Le lendemain, le trio m’amène sur un site connu déjà fouillé, mais soulevant une énigme encore non résolue. À cet endroit, sur une grande superficie, plusieurs carrés de maisons et d’alignements de pierre ont été découverts. Pourtant, explique l’archéologue, on trouve peu de restes ou d’artefacts. Comme si les gens y avaient peu séjourné.

L’historien Robert Côté du Groupe de recherche en histoire du Québec s’intéresse à cette découverte. Aucune archive ne mentionne ce hameau. L’hypothèse d’un camp de bûcherons a été soulevée, mais des fondations en pierre seraient inhabituelles pour ce type d’occupation.  » Et si c’était un campement de « bootleggers ! »  » suggère l’historien. Un endroit idéal en somme, perdu dans la forêt, pour transiter illicitement de l’alcool depuis le fleuve jusqu’au village de Saint-Tite en haut du cap. L’histoire d’un tel campement a bien peu de chances de se retrouver notée dans les archives, surtout que ce territoire appartenait alors au Séminaire de Québec… Une histoire à suivre.

Pour Jean-Yves Pintal, le territoire n’a pas livré tous ses secrets même si au début du siècle dernier la construction du chemin de fer en bordure du fleuve a détruit plusieurs sites. Les recherches se poursuivront l’été prochain.
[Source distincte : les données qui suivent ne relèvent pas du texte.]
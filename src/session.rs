use crate::connection::{HandshakeInfo, ReadyState};
use crate::error::Error;
use crate::frame::CloseCode;
use crate::message::Message;
use crate::split::WSWriter;
use rand::rngs::StdRng;
use rand::{Rng, SeedableRng};
use uuid::Uuid;

pub type ID = Uuid;

// Fresh opaque 128-bit id for every session a service accepts
pub(crate) fn generate_session_id() -> ID {
    let mut rng = StdRng::from_rng(&mut rand::rng());
    let buf = rng.random::<[u8; 16]>();

    Uuid::new_v8(buf)
}

/// One registered connection of a service: the send surface plus what its
/// handshake settled on, under the id the manager knows it by. Clones share
/// the underlying connection.
#[derive(Clone)]
pub struct Session {
    id: ID,
    writer: WSWriter,
    info: HandshakeInfo,
}

impl Session {
    pub(crate) fn new(writer: WSWriter, info: HandshakeInfo) -> Self {
        Self {
            id: generate_session_id(),
            writer,
            info,
        }
    }

    pub fn id(&self) -> ID {
        self.id
    }

    pub fn writer(&self) -> &WSWriter {
        &self.writer
    }

    pub fn handshake_info(&self) -> &HandshakeInfo {
        &self.info
    }

    pub fn ready_state(&self) -> ReadyState {
        self.writer.ready_state()
    }

    pub async fn send_message(&self, message: Message) -> Result<(), Error> {
        self.writer.send_message(message).await
    }

    pub async fn send_as_text(&self, data: String) -> Result<(), Error> {
        self.writer.send_as_text(data).await
    }

    pub async fn send_as_binary(&self, data: Vec<u8>) -> Result<(), Error> {
        self.writer.send_as_binary(data).await
    }

    pub async fn ping(&self, payload: Vec<u8>) -> Result<bool, Error> {
        self.writer.ping(payload).await
    }

    pub async fn close(&self, code: CloseCode, reason: &str) -> Result<bool, Error> {
        self.writer.close(code, reason).await
    }
}
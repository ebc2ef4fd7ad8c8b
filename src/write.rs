use crate::error::Error;
use crate::frame::{apply_mask, Frame};
use crate::stream::SocketMeshStream;
use tokio::io::{AsyncWriteExt, WriteHalf};

/// Which end of the connection this peer is. Clients mask every outgoing
/// frame; servers never do.
#[derive(Debug, Clone, Copy, PartialEq, Eq)]
pub enum Role {
    Client,
    Server,
}

impl Role {
    pub fn is_client(&self) -> bool {
        matches!(self, Role::Client)
    }
}

/// The write half of a connection. Exactly one of these exists per
/// connection, behind a mutex, so frames reach the wire in lock-acquisition
/// order and fragments of one message never interleave with another send.
pub struct Writer {
    write_half: WriteHalf<SocketMeshStream>,
    role: Role,
}

impl Writer {
    pub fn new(write_half: WriteHalf<SocketMeshStream>, role: Role) -> Self {
        Self { write_half, role }
    }

    pub async fn write_frame(&mut self, frame: Frame, set_rsv1: bool) -> Result<(), Error> {
        // The first byte carries FIN, the RSV bits and the opcode.
        // (frame.final_fragment as u8) << 7 puts FIN at the top bit, and the
        // opcode fills the low nibble.
        let mut first_byte = (frame.final_fragment as u8) << 7 | frame.opcode.as_u8();

        // RSV1 marks the first frame of a compressed message
        if set_rsv1 {
            first_byte |= 0x40;
        }

        let payload_len = frame.payload.len();
        let masked_bit = if self.role.is_client() { 0b1000_0000 } else { 0 };

        let mut header: Vec<u8> = Vec::with_capacity(14);
        header.push(first_byte);

        // Payload lengths up to 125 fit the 7 length bits directly; up to
        // 65535 they go as 126 plus a 16-bit big-endian word; anything larger
        // as 127 plus a 64-bit big-endian word. The encoder always picks the
        // shortest form.
        if payload_len <= 125 {
            header.push(masked_bit | payload_len as u8);
        } else if payload_len <= 65535 {
            header.push(masked_bit | 126);
            header.extend_from_slice(&(payload_len as u16).to_be_bytes());
        } else {
            header.push(masked_bit | 127);
            header.extend_from_slice(&(payload_len as u64).to_be_bytes());
        }

        if self.role.is_client() {
            // Every client frame gets a fresh 4-byte key
            let mask: [u8; 4] = rand::random();
            header.extend_from_slice(&mask);
            self.write_half.write_all(&header).await?;

            let mut masked_payload = frame.payload;
            apply_mask(&mut masked_payload, mask);
            self.write_half.write_all(&masked_payload).await?;
        } else {
            self.write_half.write_all(&header).await?;
            self.write_half.write_all(&frame.payload).await?;
        }

        Ok(())
    }

    pub async fn flush(&mut self) -> Result<(), Error> {
        self.write_half.flush().await?;
        Ok(())
    }

    pub async fn shutdown(&mut self) -> Result<(), Error> {
        self.write_half.shutdown().await?;
        Ok(())
    }
}
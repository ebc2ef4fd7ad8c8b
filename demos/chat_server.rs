use async_trait::async_trait;
use log::*;
use socket_mesh::config::ServerConfig;
use socket_mesh::error::Error;
use socket_mesh::manager::SessionManager;
use socket_mesh::message::Message;
use socket_mesh::server::WebSocketServer;
use socket_mesh::service::Behavior;
use socket_mesh::session::Session;
use std::sync::{Arc, OnceLock};

struct Chat {
    manager: Arc<OnceLock<SessionManager>>,
}

#[async_trait]
impl Behavior for Chat {
    async fn on_open(&mut self, session: &Session) {
        info!("{} joined the room", session.id());
    }

    async fn on_message(&mut self, session: &Session, message: Message) -> Result<(), Error> {
        let Some(manager) = self.manager.get() else {
            return Ok(());
        };
        let line = format!("{}: {}", session.id().simple(), message.as_text()?);
        manager.broadcast(Message::Text(line)).await;
        Ok(())
    }

    async fn on_close(&mut self, session: &Session, _: Option<socket_mesh::frame::CloseFrame>) {
        info!("{} left the room", session.id());
    }
}

#[tokio::main]
async fn main() {
    env_logger::init();

    let server = WebSocketServer::new(ServerConfig::default());

    let manager_slot: Arc<OnceLock<SessionManager>> = Arc::new(OnceLock::new());
    let factory_slot = manager_slot.clone();
    let host = server.add_service("/chat", move || {
        Box::new(Chat {
            manager: factory_slot.clone(),
        })
    });
    manager_slot.set(host.manager().clone()).ok();

    let addr = server.start("127.0.0.1:9003").await.expect("can't listen");
    info!("chat room on ws://{}/chat", addr);

    tokio::signal::ctrl_c().await.ok();
    server.stop_normally().await;
}
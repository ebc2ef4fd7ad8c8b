use std::io;
use std::pin::Pin;
use std::task::{Context, Poll};
use tokio::io::{AsyncRead, AsyncWrite, ReadBuf};
use tokio::net::TcpStream;
use tokio_rustls::TlsStream;

/// The byte stream a connection runs on: a bare TCP socket or one wrapped by
/// rustls on either side of the handshake.
pub enum SocketMeshStream {
    Plain(TcpStream),
    Secure(TlsStream<TcpStream>),
}

impl SocketMeshStream {
    pub fn peer_addr(&self) -> io::Result<std::net::SocketAddr> {
        match self {
            SocketMeshStream::Plain(stream) => stream.peer_addr(),
            SocketMeshStream::Secure(stream) => stream.get_ref().0.peer_addr(),
        }
    }
}

impl AsyncRead for SocketMeshStream {
    fn poll_read(
        self: Pin<&mut Self>,
        cx: &mut Context<'_>,
        buf: &mut ReadBuf<'_>,
    ) -> Poll<io::Result<()>> {
        match self.get_mut() {
            SocketMeshStream::Plain(stream) => Pin::new(stream).poll_read(cx, buf),
            SocketMeshStream::Secure(stream) => Pin::new(stream).poll_read(cx, buf),
        }
    }
}

impl AsyncWrite for SocketMeshStream {
    fn poll_write(
        self: Pin<&mut Self>,
        cx: &mut Context<'_>,
        buf: &[u8],
    ) -> Poll<io::Result<usize>> {
        match self.get_mut() {
            SocketMeshStream::Plain(stream) => Pin::new(stream).poll_write(cx, buf),
            SocketMeshStream::Secure(stream) => Pin::new(stream).poll_write(cx, buf),
        }
    }

    fn poll_flush(self: Pin<&mut Self>, cx: &mut Context<'_>) -> Poll<io::Result<()>> {
        match self.get_mut() {
            SocketMeshStream::Plain(stream) => Pin::new(stream).poll_flush(cx),
            SocketMeshStream::Secure(stream) => Pin::new(stream).poll_flush(cx),
        }
    }

    fn poll_shutdown(self: Pin<&mut Self>, cx: &mut Context<'_>) -> Poll<io::Result<()>> {
        match self.get_mut() {
            SocketMeshStream::Plain(stream) => Pin::new(stream).poll_shutdown(cx),
            SocketMeshStream::Secure(stream) => Pin::new(stream).poll_shutdown(cx),
        }
    }
}
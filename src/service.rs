use crate::connection::WSConnection;
use crate::error::Error;
use crate::frame::{CloseCode, CloseFrame};
use crate::manager::SessionManager;
use crate::message::Message;
use crate::session::Session;
use async_trait::async_trait;
use futures::StreamExt;
use log::{debug, error};
use std::collections::HashMap;
use std::sync::{Arc, Mutex as StdMutex};

/// What a service does with its sessions. One instance exists per accepted
/// connection, produced by the factory registered for the path.
///
/// An `Err` out of `on_message` closes that one session with a policy
/// violation and is reported through `on_error`; other sessions never see
/// it.
#[async_trait]
pub trait Behavior: Send {
    async fn on_open(&mut self, session: &Session) {
        let _ = session;
    }

    async fn on_message(&mut self, session: &Session, message: Message) -> Result<(), Error>;

    async fn on_close(&mut self, session: &Session, close_frame: Option<CloseFrame>) {
        let _ = (session, close_frame);
    }

    async fn on_error(&mut self, session: &Session, error: &Error) {
        let _ = session;
        error!("session error: {}", error);
    }
}

pub type BehaviorFactory = Arc<dyn Fn() -> Box<dyn Behavior> + Send + Sync>;

/// One path of the server: the behavior factory bound to it and the
/// registry of its live sessions.
pub struct ServiceHost {
    path: String,
    factory: BehaviorFactory,
    manager: SessionManager,
}

impl ServiceHost {
    pub(crate) fn new(path: String, factory: BehaviorFactory) -> Self {
        Self {
            path,
            factory,
            manager: SessionManager::new(),
        }
    }

    pub fn path(&self) -> &str {
        &self.path
    }

    pub fn manager(&self) -> &SessionManager {
        &self.manager
    }

    /// Registers the freshly upgraded connection and runs its behavior loop
    /// in its own task. A failure in one session's handler never reaches the
    /// others.
    pub(crate) fn start_session(&self, connection: WSConnection) {
        let info = connection.handshake_info().clone();
        let (mut reader, writer) = connection.split();

        let session = match self.manager.add(writer, info) {
            Ok(session) => session,
            Err(error) => {
                debug!("refusing session on `{}`: {}", self.path, error);
                return;
            }
        };

        let mut behavior = (self.factory)();
        let manager = self.manager.clone();

        tokio::spawn(async move {
            behavior.on_open(&session).await;

            while let Some(result) = reader.next().await {
                match result {
                    Ok(message) => {
                        if let Err(rejection) = behavior.on_message(&session, message).await {
                            behavior.on_error(&session, &rejection).await;
                            let _ = session.close(CloseCode::Policy, "").await;
                            break;
                        }
                    }
                    Err(error) => {
                        behavior.on_error(&session, &error).await;
                        break;
                    }
                }
            }

            behavior.on_close(&session, reader.close_frame()).await;
            manager.remove(&session.id());
        });
    }
}

/// Maps normalized request paths to service hosts. Lookup is an exact match
/// after percent-decoding and trailing-slash stripping.
pub(crate) struct Router {
    services: StdMutex<HashMap<String, Arc<ServiceHost>>>,
}

impl Router {
    pub fn new() -> Self {
        Self {
            services: StdMutex::new(HashMap::new()),
        }
    }

    pub fn add(&self, host: Arc<ServiceHost>) {
        let key = normalize_path(host.path());
        self.services.lock().unwrap().insert(key, host);
    }

    pub fn find(&self, request_target: &str) -> Option<Arc<ServiceHost>> {
        // The query string plays no part in routing
        let path = request_target.split('?').next().unwrap_or(request_target);
        self.services
            .lock()
            .unwrap()
            .get(&normalize_path(path))
            .cloned()
    }

    pub fn all(&self) -> Vec<Arc<ServiceHost>> {
        self.services.lock().unwrap().values().cloned().collect()
    }
}

/// Canonical form used on both sides of the routing map: percent-decoded,
/// no trailing slash (the root keeps its single one).
pub(crate) fn normalize_path(path: &str) -> String {
    let decoded = percent_decode(path);
    let trimmed = decoded.trim_end_matches('/');
    if trimmed.is_empty() {
        "/".to_string()
    } else {
        trimmed.to_string()
    }
}

fn percent_decode(input: &str) -> String {
    let bytes = input.as_bytes();
    let mut out = Vec::with_capacity(bytes.len());
    let mut i = 0;
    while i < bytes.len() {
        if bytes[i] == b'%' && i + 2 < bytes.len() {
            let hex = std::str::from_utf8(&bytes[i + 1..i + 3]).ok();
            if let Some(byte) = hex.and_then(|h| u8::from_str_radix(h, 16).ok()) {
                out.push(byte);
                i += 3;
                continue;
            }
        }
        out.push(bytes[i]);
        i += 1;
    }
    String::from_utf8_lossy(&out).into_owned()
}
use futures::StreamExt;
use socket_mesh::frame::CloseCode;
use socket_mesh::handshake::connect_async;
use tokio::io::{AsyncBufReadExt, BufReader};
use tokio::select;

/// Interactive client: every line typed on stdin goes to the server, every
/// server message is printed, and an empty line runs the close handshake.
#[tokio::main]
async fn main() {
    let url = std::env::args()
        .nth(1)
        .unwrap_or_else(|| "ws://127.0.0.1:9002/echo".to_string());

    let mut connection = match connect_async(&url).await {
        Ok(connection) => connection,
        Err(err) => {
            eprintln!("handshake with {} failed: {}", url, err);
            return;
        }
    };

    let answered = connection.ping(Vec::new()).await.unwrap_or(false);
    println!("connected to {} (pong received: {})", url, answered);
    println!("type a line to send it; an empty line disconnects");

    let mut lines = BufReader::new(tokio::io::stdin()).lines();

    loop {
        select! {
            incoming = connection.next() => {
                match incoming {
                    Some(Ok(message)) => match message.as_text() {
                        Ok(text) => println!("<- {}", text),
                        Err(_) => println!("<- {} bytes of binary data", message.len()),
                    },
                    Some(Err(err)) => {
                        eprintln!("connection error: {}", err);
                        break;
                    }
                    None => {
                        println!("server closed the connection");
                        break;
                    }
                }
            }
            typed = lines.next_line() => {
                match typed {
                    Ok(Some(line)) if !line.is_empty() => {
                        if connection.send_as_text(line).await.is_err() {
                            eprintln!("send failed, giving up");
                            break;
                        }
                    }
                    _ => {
                        match connection.close(CloseCode::Normal, "").await {
                            Ok(clean) => println!("disconnected (clean close: {})", clean),
                            Err(err) => eprintln!("close failed: {}", err),
                        }
                        break;
                    }
                }
            }
        }
    }
}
À la sortie du bois, près de Cap-Tourmente, nous croisons quelques oies blanches qui retardent leur départ vers le Sud. Le vent du fleuve, puissant, nous fouette le visage et rend notre progression difficile. Quel territoire hostile ! Si on ne comprend pas encore les motivations de ceux qui s’y sont installés, on n’a d’autre choix que de penser qu’ils étaient courageux. Ça ne s’appelle pas Cap-Tourmente pour rien !

Le poids des artefacts contre celui du granit

Plusieurs organismes, dont la Corporation du Sentier des caps de Charlevoix, veulent conserver intact le territoire où se sont déroulées les fouilles archéologiques. On rêve d’y créer un circuit géohistorique qui relierait tous les sites archéologiques découverts. Le préfet de la MRC, Henri Cloutier, appuie ce projet. Mais les pressions des promoteurs auprès du Ministère des Ressources naturelles pour y ouvrir une carrière de granit sont fortes. La lutte s’annonce difficile puisqu’au dire de M. Cloutier, les lois des mines ont préséance sur les règlements municipaux et à plus forte raison sur la conservation du patrimoine archéologique. Il envisage donc si nécessaire de demander un décret ministériel pour sauver sa forêt et bloquer le projet de carrière.